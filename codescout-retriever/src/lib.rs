//! codescout-retriever: revision-aware code search and indexing
//!
//! Given a source tree, this crate builds a searchable snapshot: a lexical
//! FTS index and a vector index kept consistent per (workspace, revision),
//! plus best-effort Python structural analysis (symbols, references, call
//! edges). Retrieval fuses lexical and semantic signals and can walk the
//! call graph.
//!
//! ## Quick start
//!
//! ```rust,no_run
//! use codescout_retriever::retrieval::{
//!     indexing_engine::{FileSelection, IndexingEngine, IndexingEngineConfig},
//!     snapshot_index::SnapshotIndex,
//!     vector_index::SqliteVectorIndex,
//! };
//! use codescout_embed::HashEmbedProvider;
//! use std::{path::PathBuf, sync::Arc};
//!
//! # async fn example() -> anyhow::Result<()> {
//! let snapshot = SnapshotIndex::open_memory().await?;
//! let vectors = Arc::new(SqliteVectorIndex::new(snapshot.pool().clone()).await?);
//! let engine = IndexingEngine::new(
//!     IndexingEngineConfig::new(PathBuf::from(".")),
//!     snapshot,
//!     vectors,
//!     Arc::new(HashEmbedProvider::default()),
//! )
//! .await?;
//! let summary = engine.run(FileSelection::FullDiscovery, None).await?;
//! println!("{} of {} files changed", summary.files_changed, summary.files_total);
//! # Ok(())
//! # }
//! ```

pub mod retrieval;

- **Work request**
You are asked to transcribe all of the data above exactly.

- **Response**
filename codescout-retriever/src/lib.rs
//! codescout-retriever: revision-aware code search and indexing
//!
//! Given a source tree, this crate builds a searchable snapshot: a lexical
//! FTS index and a vector index kept consistent per (workspace, revision),
//! plus best-effort Python structural analysis (symbols, references, call
//! edges). Retrieval fuses lexical and semantic signals and can walk the
//! call graph.
//!
//! ## Quick start
//!
//! ```rust,no_run
//! use codescout_retriever::retrieval::{
//!     indexing_engine::{FileSelection, IndexingEngine, IndexingEngineConfig},
//!     snapshot_index::SnapshotIndex,
//!     vector_index::SqliteVectorIndex,
//! };
//! use codescout_embed::HashEmbedProvider;
//! use std::{path::PathBuf, sync::Arc};
//!
//! # async fn example() -> anyhow::Result<()> {
//! let snapshot = SnapshotIndex::open_memory().await?;
//! let vectors = Arc::new(SqliteVectorIndex::new(snapshot.pool().clone()).await?);
//! let engine = IndexingEngine::new(
//!     IndexingEngineConfig::new(PathBuf::from(".")),
//!     snapshot,
//!     vectors,
//!     Arc::new(HashEmbedProvider::default()),
//! )
//! .await?;
//! let summary = engine.run(FileSelection::FullDiscovery, None).await?;
//! println!("{} of {} files changed", summary.files_changed, summary.files_total);
//! # Ok(())
//! # }
//! ```

pub mod retrieval;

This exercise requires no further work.